August 18, 2001 Meeting Notes
I have added dust caps to all the AMP CPC connectors on the
electronics box. They arent
waterproof, but it is still an improvement over having open pin holes to the
inside of the box. We did have once
case a while ago where hosing down the engines got a few drops of water inside
I have tested a 0-15 psi absolute pressure sensor for
barometric altitude determination. This
will be integrated into the electronics box to supplement GPS before we do a
high altitude launch. Notably, this
sensor is 1/10th the price of most other Omega pressure transducers,
because it is used in automotive manifold applications.
We now have a delivery account set up with a local nitrogen
distributor, because we were up to refilling our tanks every week. We reworked the fill cart some more so that
it can handle the largest high pressure bottles. One bottle is still only good for a bit more than two fillings of
the big lander tank to 600 psi. Once we
get the main lifting engine in, we will probably reduce the pressure a fair
amount, and loading more than a gallon at a time will also reduce nitrogen use,
so we will probably get three flight tests per nitrogen bottle change.
I wanted to cut off a 2 section of the sonotube so we could
lay it flat for evaluating some things.
I started with a cutoff grinder, but that made a smoky mess of the
cardboard tube, and didnt cut very well.
We got a little jig saw from home depot, and that went through it pretty
Phil was working most of the day on drilling and tapping all
the flange holes for the 700 pound thrust motor. We didnt quite have enough time to fire it, but we should on
Tuesday. We will run it initially with
restricted plumbing, so it is only expected to make 150 pounds of force. When Russ finishes the 1/2" tank
manifold, we will water test it flat out with the big valves to see if we
rupture the spreading plate, then we will take it out to our test range for a
flat out run.
Big Lander Hops
Analysis of the last test hops showed that the control law
gain that was appropriate for the small lander was too high for the big
one. While the total thrust to weight
is the same, the polar moment is relatively smaller on the big one, and the
lever arms are longer. The high gain
was making it far overshoot the desired rate when making corrections, which
caused it to far overshoot again on the way back. It flew, but it was very lurchy.

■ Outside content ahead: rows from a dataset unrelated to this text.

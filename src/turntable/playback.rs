// SPDX-License-Identifier: MPL-2.0
//! Turntable playback state machine.
//!
//! Owns the loaded frame sequence, the playback cursor, the autoplay
//! direction and the load generation. Every mutation goes through a method
//! here; the UI only forwards events.

use super::drag::DragState;
use super::frame_source::{Frame, FrameSequence, LoadError};
use iced::Point;

/// Current phase of the viewer.
#[derive(Debug, Clone, Copy, PartialEq, Eq, Default)]
pub enum Phase {
    /// No subject loaded, or the subject has no frames.
    #[default]
    Empty,
    /// Frames are being discovered and decoded.
    Loading,
    /// The last load failed.
    Error,
    /// Autoplay is advancing the cursor.
    Playing,
    /// Cursor is still; autoplay is suspended.
    Paused,
    /// The user is scrubbing with the pointer.
    Dragging,
}

impl Phase {
    /// Returns true if a frame can be shown.
    #[must_use]
    pub fn has_frames(self) -> bool {
        matches!(self, Self::Playing | Self::Paused | Self::Dragging)
    }

    #[must_use]
    pub fn is_playing(self) -> bool {
        matches!(self, Self::Playing)
    }
}

/// Autoplay direction.
#[derive(Debug, Clone, Copy, PartialEq, Eq, Default)]
pub enum Direction {
    #[default]
    Forward,
    Backward,
}

impl Direction {
    #[must_use]
    pub fn step(self) -> i64 {
        match self {
            Direction::Forward => 1,
            Direction::Backward => -1,
        }
    }

    #[must_use]
    pub fn reversed(self) -> Self {
        match self {
            Direction::Forward => Direction::Backward,
            Direction::Backward => Direction::Forward,
        }
    }
}

/// Tunables read from the `[turntable]` config section.
#[derive(Debug, Clone, Copy, PartialEq)]
pub struct PlaybackSettings {
    /// Start in `Playing` after a successful load.
    pub autoplay: bool,
    /// Horizontal pixels per frame while dragging.
    pub drag_sensitivity: f32,
    /// Total angle covered by the indicator, in degrees.
    pub rotation_span: f32,
}

impl Default for PlaybackSettings {
    fn default() -> Self {
        Self {
            autoplay: true,
            drag_sensitivity: 5.0,
            rotation_span: 90.0,
        }
    }
}

/// A load the caller must perform, tagged with its generation.
#[derive(Debug, Clone, PartialEq, Eq)]
pub struct LoadRequest {
    pub generation: u64,
    pub subject: String,
}

#[derive(Debug, Clone, Default)]
pub struct Turntable {
    phase: Phase,
    subject: Option<String>,
    sequence: Option<FrameSequence>,
    error: Option<LoadError>,
    cursor: usize,
    direction: Direction,
    generation: u64,
    drag: DragState,
    settings: PlaybackSettings,
}

impl Turntable {
    #[must_use]
    pub fn new(settings: PlaybackSettings) -> Self {
        Self {
            settings,
            ..Self::default()
        }
    }

    /// Switches to a subject: discards the current sequence, resets the
    /// cursor and returns the load to perform.
    pub fn select_subject(&mut self, subject: &str) -> LoadRequest {
        self.generation = self.generation.wrapping_add(1);
        self.phase = Phase::Loading;
        self.subject = Some(subject.to_string());
        self.sequence = None;
        self.error = None;
        self.cursor = 0;
        self.direction = Direction::Forward;
        self.drag.stop();

        tracing::debug!(subject, generation = self.generation, "turntable loading");
        LoadRequest {
            generation: self.generation,
            subject: subject.to_string(),
        }
    }

    /// Applies a load result. Returns `false` if the result is stale.
    pub fn finish_load(
        &mut self,
        generation: u64,
        result: Result<FrameSequence, LoadError>,
    ) -> bool {
        if generation != self.generation || self.phase != Phase::Loading {
            tracing::debug!(
                generation,
                current = self.generation,
                "ignoring stale frame sequence"
            );
            return false;
        }

        match result {
            Ok(sequence) if sequence.is_empty() => {
                self.phase = Phase::Empty;
                self.sequence = None;
            }
            Ok(sequence) => {
                self.phase = if self.settings.autoplay {
                    Phase::Playing
                } else {
                    Phase::Paused
                };
                self.sequence = Some(sequence);
            }
            Err(err) => {
                tracing::warn!(%err, "turntable load failed");
                self.phase = Phase::Error;
                self.error = Some(err);
            }
        }
        self.cursor = 0;
        self.direction = Direction::Forward;
        true
    }

    /// Advances autoplay by one frame, bouncing at either end.
    pub fn tick(&mut self) {
        if self.phase != Phase::Playing {
            return;
        }
        let len = self.frame_count();
        if len == 0 {
            return;
        }

        let next = self.cursor as i64 + self.direction.step();
        if next < 0 || next >= len as i64 {
            self.direction = self.direction.reversed();
        } else {
            self.cursor = next as usize;
        }
    }

    /// Toggles between `Playing` and `Paused`; no-op in other phases.
    pub fn toggle_playback(&mut self) {
        self.phase = match self.phase {
            Phase::Playing => Phase::Paused,
            Phase::Paused => Phase::Playing,
            other => other,
        };
    }

    pub fn drag_start(&mut self, position: Point) {
        if matches!(self.phase, Phase::Playing | Phase::Paused) && self.frame_count() > 0 {
            self.phase = Phase::Dragging;
            self.drag.start(position);
        }
    }

    /// Scrubs by the whole frames covered since the last consumed sample.
    pub fn drag_move(&mut self, position: Point) {
        if self.phase != Phase::Dragging {
            return;
        }
        let frames = self
            .drag
            .consume_frames(position, self.settings.drag_sensitivity);
        if frames != 0 {
            let last = self.frame_count().saturating_sub(1) as i64;
            self.cursor = (self.cursor as i64 + frames).clamp(0, last) as usize;
        }
    }

    /// Ends a drag on pointer-up or when the pointer leaves the image.
    pub fn drag_end(&mut self) {
        if self.phase == Phase::Dragging {
            self.drag.stop();
            self.phase = Phase::Paused;
        }
    }

    #[must_use]
    pub fn phase(&self) -> Phase {
        self.phase
    }

    #[must_use]
    pub fn cursor(&self) -> usize {
        self.cursor
    }

    #[must_use]
    pub fn direction(&self) -> Direction {
        self.direction
    }

    #[must_use]
    pub fn generation(&self) -> u64 {
        self.generation
    }

    #[must_use]
    pub fn subject(&self) -> Option<&str> {
        self.subject.as_deref()
    }

    #[must_use]
    pub fn error(&self) -> Option<&LoadError> {
        self.error.as_ref()
    }

    #[must_use]
    pub fn frame_count(&self) -> usize {
        self.sequence.as_ref().map_or(0, FrameSequence::len)
    }

    /// Frame under the cursor, only while a frame can be shown.
    #[must_use]
    pub fn current_frame(&self) -> Option<&Frame> {
        if !self.phase.has_frames() {
            return None;
        }
        self.sequence.as_ref()?.get(self.cursor)
    }

    /// Indicator angle in whole degrees, centered on zero.
    #[must_use]
    pub fn rotation_degrees(&self) -> i32 {
        let len = self.frame_count();
        if len <= 1 {
            return 0;
        }
        let progress = self.cursor as f32 / (len - 1) as f32;
        ((progress - 0.5) * self.settings.rotation_span).round() as i32
    }
}

#[cfg(test)]
pub(crate) mod tests {
    use super::*;
    use crate::turntable::frame_source::FrameLocation;
    use image_rs::RgbaImage;
    use std::path::PathBuf;

    pub(crate) fn sequence(len: usize) -> FrameSequence {
        let frames = (1..=len)
            .map(|i| {
                Frame::new(
                    i,
                    FrameLocation::File(PathBuf::from(format!("img{i:02}.jpg"))),
                    RgbaImage::new(2, 2),
                )
            })
            .collect();
        FrameSequence::new("demo", frames)
    }

    fn loaded(len: usize) -> Turntable {
        let mut turntable = Turntable::new(PlaybackSettings::default());
        let request = turntable.select_subject("demo");
        assert!(turntable.finish_load(request.generation, Ok(sequence(len))));
        turntable
    }

    #[test]
    fn starts_empty() {
        let turntable = Turntable::default();
        assert_eq!(turntable.phase(), Phase::Empty);
        assert!(turntable.current_frame().is_none());
    }

    #[test]
    fn successful_load_starts_playing_at_zero() {
        let turntable = loaded(5);
        assert_eq!(turntable.phase(), Phase::Playing);
        assert_eq!(turntable.cursor(), 0);
        assert_eq!(turntable.direction(), Direction::Forward);
        assert_eq!(turntable.current_frame().map(|f| f.index), Some(1));
    }

    #[test]
    fn autoplay_off_loads_paused() {
        let mut turntable = Turntable::new(PlaybackSettings {
            autoplay: false,
            ..PlaybackSettings::default()
        });
        let request = turntable.select_subject("demo");
        turntable.finish_load(request.generation, Ok(sequence(3)));
        assert_eq!(turntable.phase(), Phase::Paused);
    }

    #[test]
    fn empty_sequence_enters_empty_phase() {
        let mut turntable = Turntable::default();
        let request = turntable.select_subject("demo");
        turntable.finish_load(request.generation, Ok(FrameSequence::empty("demo")));
        assert_eq!(turntable.phase(), Phase::Empty);
        assert!(turntable.current_frame().is_none());
    }

    #[test]
    fn failed_load_enters_error_phase() {
        let mut turntable = Turntable::default();
        let request = turntable.select_subject("demo");
        let err = LoadError::NoDecodableFrames {
            subject: "demo".into(),
        };
        turntable.finish_load(request.generation, Err(err.clone()));
        assert_eq!(turntable.phase(), Phase::Error);
        assert_eq!(turntable.error(), Some(&err));
    }

    #[test]
    fn stale_generation_is_ignored() {
        let mut turntable = Turntable::default();
        let first = turntable.select_subject("porsche");
        let second = turntable.select_subject("jobs");

        assert!(!turntable.finish_load(first.generation, Ok(sequence(4))));
        assert_eq!(turntable.phase(), Phase::Loading);

        assert!(turntable.finish_load(second.generation, Ok(sequence(2))));
        assert_eq!(turntable.frame_count(), 2);
        assert_eq!(turntable.subject(), Some("jobs"));
    }

    #[test]
    fn tick_bounces_at_the_end() {
        let mut turntable = loaded(10);
        for _ in 0..9 {
            turntable.tick();
        }
        assert_eq!(turntable.cursor(), 9);
        assert_eq!(turntable.direction(), Direction::Forward);

        turntable.tick();
        assert_eq!(turntable.cursor(), 9);
        assert_eq!(turntable.direction(), Direction::Backward);

        turntable.tick();
        assert_eq!(turntable.cursor(), 8);
    }

    #[test]
    fn full_bounce_cycle_never_skips_or_overshoots() {
        let mut turntable = loaded(4);
        let mut visited = vec![turntable.cursor()];
        for _ in 0..8 {
            turntable.tick();
            visited.push(turntable.cursor());
        }
        assert_eq!(visited, [0, 1, 2, 3, 3, 2, 1, 0, 0]);
    }

    #[test]
    fn single_frame_stays_and_flips() {
        let mut turntable = loaded(1);
        turntable.tick();
        assert_eq!(turntable.cursor(), 0);
        assert_eq!(turntable.direction(), Direction::Backward);
        turntable.tick();
        assert_eq!(turntable.cursor(), 0);
        assert_eq!(turntable.direction(), Direction::Forward);
    }

    #[test]
    fn tick_is_ignored_unless_playing() {
        let mut turntable = loaded(5);
        turntable.toggle_playback();
        assert_eq!(turntable.phase(), Phase::Paused);
        turntable.tick();
        assert_eq!(turntable.cursor(), 0);

        turntable.toggle_playback();
        assert_eq!(turntable.phase(), Phase::Playing);
        turntable.tick();
        assert_eq!(turntable.cursor(), 1);
    }

    #[test]
    fn toggle_is_noop_while_loading() {
        let mut turntable = Turntable::default();
        turntable.select_subject("demo");
        turntable.toggle_playback();
        assert_eq!(turntable.phase(), Phase::Loading);
    }

    #[test]
    fn drag_scrubs_and_ends_paused() {
        let mut turntable = loaded(10);
        turntable.drag_start(Point::new(100.0, 20.0));
        assert_eq!(turntable.phase(), Phase::Dragging);

        turntable.tick();
        assert_eq!(turntable.cursor(), 0);

        turntable.drag_move(Point::new(117.0, 20.0));
        assert_eq!(turntable.cursor(), 3);
        turntable.drag_move(Point::new(120.0, 20.0));
        assert_eq!(turntable.cursor(), 4);

        turntable.drag_end();
        assert_eq!(turntable.phase(), Phase::Paused);
        assert_eq!(turntable.direction(), Direction::Forward);
    }

    #[test]
    fn drag_clamps_to_sequence_bounds() {
        let mut turntable = loaded(5);
        turntable.drag_start(Point::new(0.0, 0.0));
        turntable.drag_move(Point::new(-200.0, 0.0));
        assert_eq!(turntable.cursor(), 0);
        turntable.drag_move(Point::new(500.0, 0.0));
        assert_eq!(turntable.cursor(), 4);
    }

    #[test]
    fn drag_is_monotonic_in_displacement() {
        let mut turntable = loaded(25);
        turntable.drag_start(Point::new(0.0, 0.0));
        let mut last = turntable.cursor();
        for x in (0..120).step_by(3) {
            turntable.drag_move(Point::new(x as f32, 0.0));
            assert!(turntable.cursor() >= last);
            last = turntable.cursor();
        }
        assert_eq!(last, 23);
    }

    #[test]
    fn drag_does_not_start_without_frames() {
        let mut turntable = Turntable::default();
        turntable.drag_start(Point::new(0.0, 0.0));
        assert_eq!(turntable.phase(), Phase::Empty);
    }

    #[test]
    fn switching_subject_resets_state() {
        let mut turntable = loaded(10);
        turntable.tick();
        turntable.tick();
        let before = turntable.generation();

        turntable.select_subject("jobs");
        assert_eq!(turntable.phase(), Phase::Loading);
        assert_eq!(turntable.cursor(), 0);
        assert_eq!(turntable.frame_count(), 0);
        assert_eq!(turntable.generation(), before + 1);
    }

    #[test]
    fn rotation_indicator_spans_configured_angle() {
        let mut turntable = loaded(25);
        assert_eq!(turntable.rotation_degrees(), -45);
        for _ in 0..12 {
            turntable.tick();
        }
        assert_eq!(turntable.rotation_degrees(), 0);
        for _ in 0..12 {
            turntable.tick();
        }
        assert_eq!(turntable.rotation_degrees(), 45);

        assert_eq!(loaded(1).rotation_degrees(), 0);
    }
}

The first hop today was with the gain dropped from 0.025 to
0.01, with four liters of peroxide at 500 psi.
It couldnt get stably into the air with the gain set this
low and the offset CG, and it tipped over again on landing.
We decided to add the outrigger legs to the vehicle to avoid
tipping it again. That added 40 more
pounds to the vehicle, bringing it up to 175 pounds dry. We didnt add the cross braces, which would
have tacked another 40 pounds on it. It
looks like the extension legs are strong enough for the attitude engines, but a
very hard landing might bend something without the braces.
I left the gain at 0.01 for the next hop, because the
engines had moved much farther out, increasing their torque. We filled the tank to 600 psi to compensate for
the additional mass. It got into the
air, but it started rotating almost immediately. It turned out that we had canted the engines the wrong way. Anything that can be backwards, will be. We drew arrows on the legs to hopefully
prevent this from happening again.
There was still a fair amount of overshoot at this gain
level with this engine configuration, but it was less than at 0.025 with the
For the third hop, we corrected the roll angles and I
dropped the gain slightly to 0.008.
The engines started clouding up again on this run. They still made effectively their full
thrust, because I was able to lift it off the ground, but I set it back down
quickly because my view was getting covered up. This gain level was probably a bit too low, because the lander
had a very lazy correction rate. I
think I will leave it at 0.01 for our next set of tests.
We still arent sure why these engine cat packs arent
lasting very long. The cat packs in the
small lander have run dozens of times without problems, but the big ones seem
to be wearing out after four or five runs.
The foam was plated slightly differently on our current batch, which is
the leading guess. The foam in the old
packs was plated so thick that the foam would crack when bent, while it is more
flexible on the current foam. The other
difference is that the old packs were highly compressed, nearly two to
one. It would be nice to get rid of the
questions regarding plating. We still
have pure silver screens we could use, and I have made another inquiry to a
different company about pure silver porous materials.
We need to increase our minimum propellant load to at least
six liters for each hop to get a reasonably long hover time. Once we get a lifting engine in the center
so we can tolerate more pressure drop, we should be able to load up to 16
liters or so. With a pilot, that will
still only be about 15 seconds of flight.
We are probably going to get a longer tank to extend that.
I am working on a completely different flight control
algorithm that treats the solenoids as binary devices, instead of using PWM to
simulate a proportional valve. This wont
really have a gain parameter, and should be adaptable to a wider range of
vehicles, but it will rely on very low latency in the sensing and
actuation. We will probably test this
out first on the little lander to save peroxide during the tests.